International interest in Iran’s reform of foreign investment in the oil and gas sector has grown during the last nine months, as was no doubt hoped for when the principles underpinning the reforms were first announced in November 2015. Details about the reforms are scarce. However, the wait might soon be over and some expect the first post-reform projects to be awarded before the end of 2016.

In this article, we look at what is known about the terms of the new Iranian Petroleum Contract, discuss how it will differ from the incumbent ‘third generation’ buyback contract and consider some key implications for IOCs.

Foreign participation wanted

The oil and gas sector is significant for Iran; economic activity and Government revenues depend on it. And Iran’s hydrocarbon reserves are significant for the world; its reserves are fourth for oil and second for natural gas. However, to achieve its potential on a global scale, Iran’s oil and gas sector needs two things – foreign investment and foreign technical expertise.

Iran hopes to attract around USD 200 billion of foreign investment over the next 5 years. That's USD 40 billion per year, an eye-watering amount given most IOCs have slashed their capital budgets in response to low oil prices in an oversupplied global market. Of the USD 200 billion, USD 130 billion is needed to meet upstream capital demands with USD 70 billion going to downstream sectors, including petrochemicals.

Iran also hopes to make the sector more efficient by deploying technologies not already used domestically, particularly improved oil (and gas) recovery (“IOR”) and enhanced oil (and gas) recovery (“EOR”) techniques. These technologies are critical for Iran to maximise the economic function of its oil and gas resources.

Bye-bye buyback; Hello IPC

Iran has been using various iterations of the buyback contract for around 25 years. However, this model is regarded by many as being uncommercial. Participating IOCs did not usually commit significant resources to the sector or undertake riskier developments. Many that did endured losses or broke even. As a result, the buyback contract could not be relied on to attract the level of capital inflows and technology transfer required to expand the sector.

The need for these concerns to be addressed has been recognised and a new model has been developed – the Iranian Petroleum Contract (“IPC”). The Iranian Government, the National Iranian Oil Company (“NIOC”) and key stakeholders (including downstream and related industries) will be relying on the IPC to herald a new age of growth.

The IPC was announced during the “Oil Show” in Tehran at the end of November 2015. The general terms received approval from a government economic advisory body on 12 July 2016, followed by Cabinet approval (by Council of Ministers resolution) on 3 August 2016. A model form of the IPC is expected to be finally approved and released imminently.

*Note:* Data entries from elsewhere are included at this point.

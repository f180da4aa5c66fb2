//! Error types for connector-package

use std::path::PathBuf;

/// Result type for package operations
pub type Result<T> = std::result::Result<T, Error>;

/// Errors that can occur while reading or extracting a package
#[derive(Debug, thiserror::Error)]
pub enum Error {
    /// An archive entry would resolve outside the destination directory.
    ///
    /// Not retryable: the entry name itself is hostile or malformed.
    #[error("archive entry '{entry}' resolves outside the destination directory")]
    UnsafePath { entry: String },

    #[error("I/O error at {path}: {source}")]
    Io {
        path: PathBuf,
        #[source]
        source: std::io::Error,
    },

    /// Failure reading the archive container or one of its entries.
    #[error("failed to read archive: {message}")]
    Archive { message: String },

    /// Extraction aborted by its cancellation token. Entries written before
    /// the abort remain on disk.
    #[error("extraction canceled")]
    Canceled,
}

impl Error {
    pub fn io(path: impl Into<PathBuf>, source: std::io::Error) -> Self {
        Self::Io {
            path: path.into(),
            source,
        }
    }

    pub(crate) fn archive(message: impl Into<String>) -> Self {
        Self::Archive {
            message: message.into(),
        }
    }
}
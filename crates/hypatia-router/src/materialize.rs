//! Binds derived routes to application handlers.
//!
//! Materialization turns the deriver's transport-neutral [`Route`] records
//! into framework-ready entries: each route gets a resolved handler (or a
//! not-implemented stub), a validation bundle wired to the shared cache,
//! and a payload policy for the methods that carry a body.

use std::collections::HashMap;
use std::fmt;
use std::sync::Arc;

use http::Method;
use hypatia_core::Route;
use hypatia_validate::ValidatorCache;
use serde_json::{json, Value};
use tracing::{debug, warn};

use crate::error::{MaterializeError, MaterializeResult};
use crate::validation::RouteValidation;

/// Upper bound on buffered request payloads.
pub const MAX_PAYLOAD_BYTES: u64 = 32 * 1024 * 1024;

/// The handler bound to a route after lookup.
#[derive(Debug, Clone)]
pub enum Resolved<H> {
    /// An application handler matched the route.
    Handler(H),
    /// No handler matched; the route answers with a 501 stub.
    NotImplemented,
}

impl<H> Resolved<H> {
    /// Returns `true` when the route fell through to the stub.
    #[must_use]
    pub fn is_not_implemented(&self) -> bool {
        matches!(self, Self::NotImplemented)
    }
}

/// An optional decoration applied to every resolved handler.
pub enum HandlerTransform<H> {
    /// Tag each handler with a wrapper name the serving layer dispatches on.
    Name(String),
    /// Rewrite each resolved handler in place.
    Function(Arc<dyn Fn(Resolved<H>) -> Resolved<H> + Send + Sync>),
}

impl<H> Clone for HandlerTransform<H> {
    fn clone(&self) -> Self {
        match self {
            Self::Name(name) => Self::Name(name.clone()),
            Self::Function(f) => Self::Function(Arc::clone(f)),
        }
    }
}

impl<H> fmt::Debug for HandlerTransform<H> {
    fn fmt(&self, f: &mut fmt::Formatter<'_>) -> fmt::Result {
        match self {
            Self::Name(name) => f.debug_tuple("Name").field(name).finish(),
            Self::Function(_) => f.debug_tuple("Function").field(&"<fn>").finish(),
        }
    }
}

/// The handler slot of a materialized route.
#[derive(Debug, Clone)]
pub enum AttachedHandler<H> {
    /// The resolved handler, used as-is.
    Direct(Resolved<H>),
    /// The resolved handler tagged with a named wrapper.
    Wrapped {
        /// The wrapper name supplied by [`HandlerTransform::Name`].
        name: String,
        /// The handler the wrapper delegates to.
        handler: Resolved<H>,
    },
}

impl<H> AttachedHandler<H> {
    /// The resolved handler regardless of wrapping.
    #[must_use]
    pub fn resolved(&self) -> &Resolved<H> {
        match self {
            Self::Direct(handler) | Self::Wrapped { handler, .. } => handler,
        }
    }
}

/// How a route's request payload should be read.
#[derive(Debug, Clone, Copy, PartialEq, Eq)]
pub enum PayloadOutput {
    /// Read the full body into memory before the handler runs.
    Buffered,
}

/// Payload handling configuration for one route.
#[derive(Debug, Clone, PartialEq, Eq)]
pub struct PayloadPolicy {
    /// Acceptable request media types.
    pub allow: Vec<String>,
    /// Whether the body is parsed before validation.
    pub parse: bool,
    /// Maximum accepted body size in bytes.
    pub max_bytes: u64,
    /// Delivery mode for the parsed body.
    pub output: PayloadOutput,
}

impl PayloadPolicy {
    fn for_route(route: &Route) -> Self {
        Self {
            allow: route.consumes.clone(),
            parse: true,
            max_bytes: MAX_PAYLOAD_BYTES,
            output: PayloadOutput::Buffered,
        }
    }
}

/// One framework-ready route: handler, validation, payload policy.
#[derive(Debug)]
pub struct FrameworkRoute<H> {
    /// HTTP method.
    pub method: Method,
    /// Path template with `{name}` segments.
    pub path: String,
    /// Run-unique operation id.
    pub id: String,
    /// The handler slot produced by lookup and transform.
    pub handler: AttachedHandler<H>,
    /// Request/response validation for this route.
    pub validation: RouteValidation,
    /// Payload policy; absent for bodiless methods.
    pub payload: Option<PayloadPolicy>,
}

/// The body the not-implemented stub answers with.
#[must_use]
pub fn not_implemented_payload() -> Value {
    json!({
        "status": 501,
        "message": "operation not implemented",
    })
}

/// Binds derived routes to handlers and produces framework-ready entries.
///
/// Handlers are looked up by operation id first, then by the composite
/// `"<METHOD> <uri>"` key; routes with no match bind the not-implemented
/// stub. The transform, when present, is applied exactly once per route
/// after resolution.
///
/// # Errors
///
/// Returns [`MaterializeError::Transform`] when a named transform carries
/// an empty wrapper name.
pub fn materialize<H: Clone>(
    routes: Vec<Route>,
    handlers: &HashMap<String, H>,
    transform: Option<HandlerTransform<H>>,
    cache: Arc<ValidatorCache>,
) -> MaterializeResult<Vec<FrameworkRoute<H>>> {
    if let Some(HandlerTransform::Name(name)) = &transform {
        if name.is_empty() {
            return Err(MaterializeError::Transform {
                reason: "wrapper name is empty".to_string(),
            });
        }
    }

    let mut materialized = Vec::with_capacity(routes.len());
    for route in routes {
        let resolved = resolve_handler(&route, handlers);
        let handler = attach(resolved, transform.as_ref());

        let payload = if route.method == Method::GET || route.method == Method::HEAD {
            None
        } else {
            Some(PayloadPolicy::for_route(&route))
        };

        debug!(
            id = %route.id,
            method = %route.method,
            uri = %route.uri,
            stub = handler.resolved().is_not_implemented(),
            "materialized route"
        );

        materialized.push(FrameworkRoute {
            method: route.method.clone(),
            path: route.uri.clone(),
            id: route.id.clone(),
            handler,
            validation: RouteValidation::new(Arc::clone(&cache), route.validate),
            payload,
        });
    }

    Ok(materialized)
}

fn resolve_handler<H: Clone>(route: &Route, handlers: &HashMap<String, H>) -> Resolved<H> {
    if let Some(handler) = handlers.get(&route.id) {
        return Resolved::Handler(handler.clone());
    }
    if let Some(handler) = handlers.get(&route.composite_key()) {
        return Resolved::Handler(handler.clone());
    }
    warn!(
        id = %route.id,
        method = %route.method,
        uri = %route.uri,
        "no handler registered, binding not-implemented stub"
    );
    Resolved::NotImplemented
}

fn attach<H>(resolved: Resolved<H>, transform: Option<&HandlerTransform<H>>) -> AttachedHandler<H> {
    match transform {
        None => AttachedHandler::Direct(resolved),
        Some(HandlerTransform::Name(name)) => AttachedHandler::Wrapped {
            name: name.clone(),
            handler: resolved,
        },
        Some(HandlerTransform::Function(f)) => AttachedHandler::Direct(f(resolved)),
    }
}
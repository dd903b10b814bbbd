//! # Hypatia Router
//!
//! Route materializer for the Hypatia contract-routing core.
//!
//! Takes the deriver's transport-neutral routes and binds them to
//! application handlers: two-tier handler lookup with a not-implemented
//! stub fallback, an optional handler transform, per-route payload
//! policies, and request/response validation wired to the shared
//! validator cache.

#![doc(html_root_url = "https://docs.rs/hypatia-router/0.1.0")]
#![warn(missing_docs)]
#![forbid(unsafe_code)]

mod error;
mod materialize;
mod validation;

pub use error::{MaterializeError, MaterializeResult};
pub use materialize::{
    materialize, not_implemented_payload, AttachedHandler, FrameworkRoute, HandlerTransform,
    PayloadOutput, PayloadPolicy, Resolved, MAX_PAYLOAD_BYTES,
};
pub use validation::{Rejection, RequestParts, RouteValidation};
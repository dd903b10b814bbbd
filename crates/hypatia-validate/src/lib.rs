//! # Hypatia Validate
//!
//! Validator cache and engine for the Hypatia contract-routing core.
//!
//! This crate compiles JSON Schemas into executable validators exactly once
//! per distinct schema value, caches them for the process lifetime, and
//! executes them with per-call-site coercion and defaulting policies:
//!
//! - [`Validator`] - A compiled, reusable matcher for one schema
//! - [`ValidatorCache`] - Process-wide, append-only memoization keyed by schema value
//! - [`ValidateOptions`] - Opt-in coercion/defaulting (requests coerce, responses do not)
//! - [`ValidateError`] - Structured, location-tagged validation failures

#![doc(html_root_url = "https://docs.rs/hypatia-validate/0.1.0")]
#![warn(missing_docs)]
#![forbid(unsafe_code)]

mod cache;
mod engine;
mod error;

pub use cache::ValidatorCache;
pub use engine::{ValidateOptions, Validator};
pub use error::{ValidateError, ValidateResult};
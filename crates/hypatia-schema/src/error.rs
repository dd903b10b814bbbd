//! Derivation error types.

use thiserror::Error;

/// Result type for derivation operations.
pub type DeriveResult<T> = Result<T, DeriveError>;

/// Errors that can occur while deriving routes from a contract document.
///
/// These indicate a static misconfiguration of the contract; they abort
/// setup and are never retried.
#[derive(Debug, Clone, Error)]
pub enum DeriveError {
    /// An operation declared more than one `body` parameter, so its payload
    /// location has no derivable schema.
    #[error("operation {method} {path} declares multiple body parameters")]
    MultipleBodyParameters {
        /// HTTP method of the offending operation.
        method: String,
        /// Path template of the offending operation.
        path: String,
    },
}

#[cfg(test)]
mod tests {
    use super::*;

    #[test]
    fn test_multiple_body_parameters_display() {
        let err = DeriveError::MultipleBodyParameters {
            method: "POST".to_string(),
            path: "/pets".to_string(),
        };
        assert!(err.to_string().contains("POST"));
        assert!(err.to_string().contains("/pets"));
        assert!(err.to_string().contains("multiple body parameters"));
    }
}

The word ‘new’ should be used with some restraint when describing the IPC, however, as both the buyback contract and the IPC are both “risk service contracts”. In the oil and gas industry, a risk service contract is understood to principally involve: a contractor funding exploration and development capex in return for the right (if it is successful) to recover its costs and to earn a fee, either in cash from production revenues or in-kind.

We know the principles, but not the terms

Even once the IPC is released, the precise terms of the IPC will require negotiation on a case by case basis. However, the principles on which those terms will be based are now relatively well understood.

The Cabinet approval sets out the general terms, structure and model for upstream oil and gas developments. It is a further meaningful insight into the government policy that is driving the foreign investment reforms, which could be wider than initially expected. This is because the Cabinet approval notes that there will be two IPC categories for brownfield projects. This is particularly significant for at least three reasons:

  • the brownfield contracts will potentially allow IOCs to participate for lower cost and lower risk (leveraging specialist proprietary applications) whilst having a more immediate impact on production;
  • they will potentially apply in respect of fields not otherwise offered to IOCs or which may previously have been subject to buyback contracts; and
  • if widely implemented on existing projects, they will broaden Iran’s reform of a critical domestic industry.

So, what are the key differences?

Whether or not the IPC achieves Iran’s objectives by attracting foreign participation, the IPC will almost certainly improve the investment conditions for IOCs in many areas. We have summarised these improvements in the following table.

Requirement

Under Buyback

Expected under IPC

Contract type

Risk services contract

Risk services contract

There will be three IPC categories: one for greenfield projects; a second for brownfield projects; and a third limited to IOR/EOR at brownfield projects

Contractual relationship

IOC is contractor providing services to the NIOC (or its subsidiary)

IOC and the NIOC or its nominated subsidiary are joint venturers

Joint operating company is contractor

Operator rights

IOC is operator during development

NIOC is operator during production (no IOC participation)

IOC is operator during development

Joint operating company is operator during production (IOC directs management)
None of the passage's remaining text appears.